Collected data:
*** Block opens ***
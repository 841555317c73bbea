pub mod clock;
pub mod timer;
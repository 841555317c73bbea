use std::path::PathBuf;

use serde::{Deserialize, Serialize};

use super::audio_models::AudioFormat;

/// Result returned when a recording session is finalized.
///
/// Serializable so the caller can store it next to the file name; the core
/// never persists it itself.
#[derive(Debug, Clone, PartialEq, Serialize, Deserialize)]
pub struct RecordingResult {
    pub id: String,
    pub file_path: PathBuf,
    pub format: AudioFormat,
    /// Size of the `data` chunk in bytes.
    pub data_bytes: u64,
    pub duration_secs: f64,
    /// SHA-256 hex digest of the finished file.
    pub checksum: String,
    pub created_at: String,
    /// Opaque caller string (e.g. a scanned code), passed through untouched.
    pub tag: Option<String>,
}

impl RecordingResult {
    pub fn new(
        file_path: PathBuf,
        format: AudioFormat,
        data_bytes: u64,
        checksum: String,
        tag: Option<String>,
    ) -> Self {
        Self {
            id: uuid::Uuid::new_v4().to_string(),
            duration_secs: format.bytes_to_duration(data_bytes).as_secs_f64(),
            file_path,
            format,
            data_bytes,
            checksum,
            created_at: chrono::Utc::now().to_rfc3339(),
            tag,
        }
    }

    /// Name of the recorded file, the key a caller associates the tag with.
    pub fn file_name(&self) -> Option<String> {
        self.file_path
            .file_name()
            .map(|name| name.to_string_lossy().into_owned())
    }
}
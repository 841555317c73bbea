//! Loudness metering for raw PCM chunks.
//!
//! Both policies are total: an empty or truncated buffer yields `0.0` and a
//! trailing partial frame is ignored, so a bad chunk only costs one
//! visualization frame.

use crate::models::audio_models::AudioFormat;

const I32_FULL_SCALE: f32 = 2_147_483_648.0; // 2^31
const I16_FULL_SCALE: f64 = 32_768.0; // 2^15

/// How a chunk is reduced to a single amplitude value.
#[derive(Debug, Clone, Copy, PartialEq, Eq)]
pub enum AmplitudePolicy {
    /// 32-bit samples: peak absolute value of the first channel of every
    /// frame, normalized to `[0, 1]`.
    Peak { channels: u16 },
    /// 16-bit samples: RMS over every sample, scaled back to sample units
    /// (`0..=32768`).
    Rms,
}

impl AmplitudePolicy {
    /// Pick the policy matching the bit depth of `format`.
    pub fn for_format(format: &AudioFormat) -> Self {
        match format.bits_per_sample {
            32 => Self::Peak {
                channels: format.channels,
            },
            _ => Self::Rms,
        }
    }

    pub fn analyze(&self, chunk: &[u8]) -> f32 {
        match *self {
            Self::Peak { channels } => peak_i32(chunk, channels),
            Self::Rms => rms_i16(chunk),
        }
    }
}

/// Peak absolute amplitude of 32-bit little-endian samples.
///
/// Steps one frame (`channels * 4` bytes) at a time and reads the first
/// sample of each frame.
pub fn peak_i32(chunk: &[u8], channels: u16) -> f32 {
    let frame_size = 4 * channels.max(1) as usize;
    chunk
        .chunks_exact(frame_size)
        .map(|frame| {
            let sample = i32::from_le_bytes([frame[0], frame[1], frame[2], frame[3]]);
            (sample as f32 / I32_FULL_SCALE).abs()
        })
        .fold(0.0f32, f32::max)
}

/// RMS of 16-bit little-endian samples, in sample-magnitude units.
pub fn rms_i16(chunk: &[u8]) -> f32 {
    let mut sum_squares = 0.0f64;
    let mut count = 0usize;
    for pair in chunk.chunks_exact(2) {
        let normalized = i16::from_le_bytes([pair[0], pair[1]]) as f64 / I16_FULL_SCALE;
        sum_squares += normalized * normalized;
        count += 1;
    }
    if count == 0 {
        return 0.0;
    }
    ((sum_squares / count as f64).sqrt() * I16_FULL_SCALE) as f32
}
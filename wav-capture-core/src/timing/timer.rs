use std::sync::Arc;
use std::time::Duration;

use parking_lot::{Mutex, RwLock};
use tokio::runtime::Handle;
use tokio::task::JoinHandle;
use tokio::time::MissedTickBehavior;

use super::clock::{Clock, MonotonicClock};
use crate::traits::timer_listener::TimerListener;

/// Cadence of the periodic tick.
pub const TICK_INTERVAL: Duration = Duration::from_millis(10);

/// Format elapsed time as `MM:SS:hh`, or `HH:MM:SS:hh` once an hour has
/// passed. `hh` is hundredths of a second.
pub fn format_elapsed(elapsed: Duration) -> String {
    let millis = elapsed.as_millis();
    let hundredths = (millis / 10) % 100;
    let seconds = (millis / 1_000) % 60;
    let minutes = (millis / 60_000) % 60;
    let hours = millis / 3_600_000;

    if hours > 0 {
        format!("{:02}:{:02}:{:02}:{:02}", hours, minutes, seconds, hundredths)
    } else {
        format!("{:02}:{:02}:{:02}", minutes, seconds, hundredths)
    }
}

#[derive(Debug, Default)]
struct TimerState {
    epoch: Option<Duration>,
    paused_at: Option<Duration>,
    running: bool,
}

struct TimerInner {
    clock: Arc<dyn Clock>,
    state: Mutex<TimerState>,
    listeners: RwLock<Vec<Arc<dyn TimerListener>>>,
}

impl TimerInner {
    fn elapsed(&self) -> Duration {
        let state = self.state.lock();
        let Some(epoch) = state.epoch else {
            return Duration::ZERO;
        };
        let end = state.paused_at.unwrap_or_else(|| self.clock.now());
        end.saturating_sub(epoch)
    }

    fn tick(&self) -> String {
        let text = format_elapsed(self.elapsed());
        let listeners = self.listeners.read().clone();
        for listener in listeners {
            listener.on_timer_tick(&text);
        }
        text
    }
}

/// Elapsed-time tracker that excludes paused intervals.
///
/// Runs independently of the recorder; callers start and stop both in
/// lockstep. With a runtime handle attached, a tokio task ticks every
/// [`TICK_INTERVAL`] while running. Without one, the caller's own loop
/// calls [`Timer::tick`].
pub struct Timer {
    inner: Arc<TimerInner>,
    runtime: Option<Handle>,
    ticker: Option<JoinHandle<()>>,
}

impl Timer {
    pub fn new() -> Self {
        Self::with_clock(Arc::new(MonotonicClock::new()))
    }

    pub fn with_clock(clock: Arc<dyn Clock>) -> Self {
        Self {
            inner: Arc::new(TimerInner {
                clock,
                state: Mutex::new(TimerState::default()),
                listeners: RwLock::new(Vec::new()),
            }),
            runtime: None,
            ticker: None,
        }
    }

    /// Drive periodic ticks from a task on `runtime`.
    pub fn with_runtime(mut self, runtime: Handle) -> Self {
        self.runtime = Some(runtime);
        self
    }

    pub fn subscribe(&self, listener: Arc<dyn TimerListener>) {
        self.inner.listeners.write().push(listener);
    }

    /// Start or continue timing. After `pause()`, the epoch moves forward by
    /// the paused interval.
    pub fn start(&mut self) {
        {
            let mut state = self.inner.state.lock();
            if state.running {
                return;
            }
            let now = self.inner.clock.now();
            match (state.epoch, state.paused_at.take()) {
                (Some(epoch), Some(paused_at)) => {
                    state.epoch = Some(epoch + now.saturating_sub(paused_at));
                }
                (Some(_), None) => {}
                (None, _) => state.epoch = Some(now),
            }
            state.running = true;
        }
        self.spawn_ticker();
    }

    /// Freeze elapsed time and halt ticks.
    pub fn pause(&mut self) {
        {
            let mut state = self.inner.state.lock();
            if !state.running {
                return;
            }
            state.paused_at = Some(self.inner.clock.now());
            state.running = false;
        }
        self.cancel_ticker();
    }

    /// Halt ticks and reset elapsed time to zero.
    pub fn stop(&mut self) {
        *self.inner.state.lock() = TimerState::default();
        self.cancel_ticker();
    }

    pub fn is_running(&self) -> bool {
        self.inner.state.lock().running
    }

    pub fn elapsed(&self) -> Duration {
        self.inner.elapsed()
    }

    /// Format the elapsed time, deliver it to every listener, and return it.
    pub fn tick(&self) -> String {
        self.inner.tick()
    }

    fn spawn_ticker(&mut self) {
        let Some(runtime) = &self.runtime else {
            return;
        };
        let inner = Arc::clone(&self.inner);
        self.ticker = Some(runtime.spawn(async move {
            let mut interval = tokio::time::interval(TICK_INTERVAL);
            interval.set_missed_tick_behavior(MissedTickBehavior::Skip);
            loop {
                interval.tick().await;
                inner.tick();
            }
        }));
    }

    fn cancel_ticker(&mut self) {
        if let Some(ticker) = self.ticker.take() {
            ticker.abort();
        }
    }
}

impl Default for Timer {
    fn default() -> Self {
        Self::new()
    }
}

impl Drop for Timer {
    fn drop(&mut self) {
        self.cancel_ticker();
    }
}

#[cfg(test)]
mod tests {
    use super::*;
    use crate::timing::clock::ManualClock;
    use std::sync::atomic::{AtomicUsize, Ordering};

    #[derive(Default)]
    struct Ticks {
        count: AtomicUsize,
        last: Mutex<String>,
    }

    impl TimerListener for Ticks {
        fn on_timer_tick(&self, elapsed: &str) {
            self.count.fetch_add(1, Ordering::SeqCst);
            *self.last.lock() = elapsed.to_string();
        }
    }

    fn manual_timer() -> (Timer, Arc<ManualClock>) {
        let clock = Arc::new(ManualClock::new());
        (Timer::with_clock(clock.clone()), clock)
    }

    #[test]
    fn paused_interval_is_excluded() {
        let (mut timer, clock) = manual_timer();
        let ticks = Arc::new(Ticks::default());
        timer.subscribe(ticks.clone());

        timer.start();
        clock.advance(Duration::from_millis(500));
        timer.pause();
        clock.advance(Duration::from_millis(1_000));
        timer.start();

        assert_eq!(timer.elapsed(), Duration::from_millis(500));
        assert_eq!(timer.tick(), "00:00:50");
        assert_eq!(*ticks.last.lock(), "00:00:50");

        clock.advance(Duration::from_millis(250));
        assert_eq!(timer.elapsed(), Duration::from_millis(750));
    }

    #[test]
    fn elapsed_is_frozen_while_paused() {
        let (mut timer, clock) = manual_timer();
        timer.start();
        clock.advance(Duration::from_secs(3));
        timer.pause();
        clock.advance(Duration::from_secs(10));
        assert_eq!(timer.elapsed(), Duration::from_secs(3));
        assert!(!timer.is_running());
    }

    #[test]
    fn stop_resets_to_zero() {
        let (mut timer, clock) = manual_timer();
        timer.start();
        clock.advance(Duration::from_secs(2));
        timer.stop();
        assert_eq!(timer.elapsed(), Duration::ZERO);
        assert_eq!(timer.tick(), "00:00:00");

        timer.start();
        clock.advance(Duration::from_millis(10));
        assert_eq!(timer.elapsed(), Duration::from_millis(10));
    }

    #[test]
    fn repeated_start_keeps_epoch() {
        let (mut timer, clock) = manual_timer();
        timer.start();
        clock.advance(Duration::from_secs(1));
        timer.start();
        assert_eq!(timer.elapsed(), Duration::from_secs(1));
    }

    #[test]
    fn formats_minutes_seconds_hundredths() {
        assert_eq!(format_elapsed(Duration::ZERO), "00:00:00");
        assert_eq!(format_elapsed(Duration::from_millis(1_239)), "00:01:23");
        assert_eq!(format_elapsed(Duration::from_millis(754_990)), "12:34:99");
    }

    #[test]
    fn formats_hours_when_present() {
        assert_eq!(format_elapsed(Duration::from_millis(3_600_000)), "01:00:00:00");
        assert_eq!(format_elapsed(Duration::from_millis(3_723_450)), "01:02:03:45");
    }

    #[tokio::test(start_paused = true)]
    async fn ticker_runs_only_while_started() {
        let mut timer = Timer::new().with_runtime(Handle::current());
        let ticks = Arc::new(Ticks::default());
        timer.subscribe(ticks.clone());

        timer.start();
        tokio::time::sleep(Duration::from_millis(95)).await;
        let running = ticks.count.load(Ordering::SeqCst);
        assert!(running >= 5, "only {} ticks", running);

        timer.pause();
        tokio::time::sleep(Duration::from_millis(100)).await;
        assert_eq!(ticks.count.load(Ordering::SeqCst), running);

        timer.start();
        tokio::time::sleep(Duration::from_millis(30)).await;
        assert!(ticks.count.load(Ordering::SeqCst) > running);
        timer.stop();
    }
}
*** Block closes ***
> DESCRIPTION OF THE TASK
In the entries above, count each line holding "impl" and report the total and nothing more.

> PROBLEM SOLUTION
7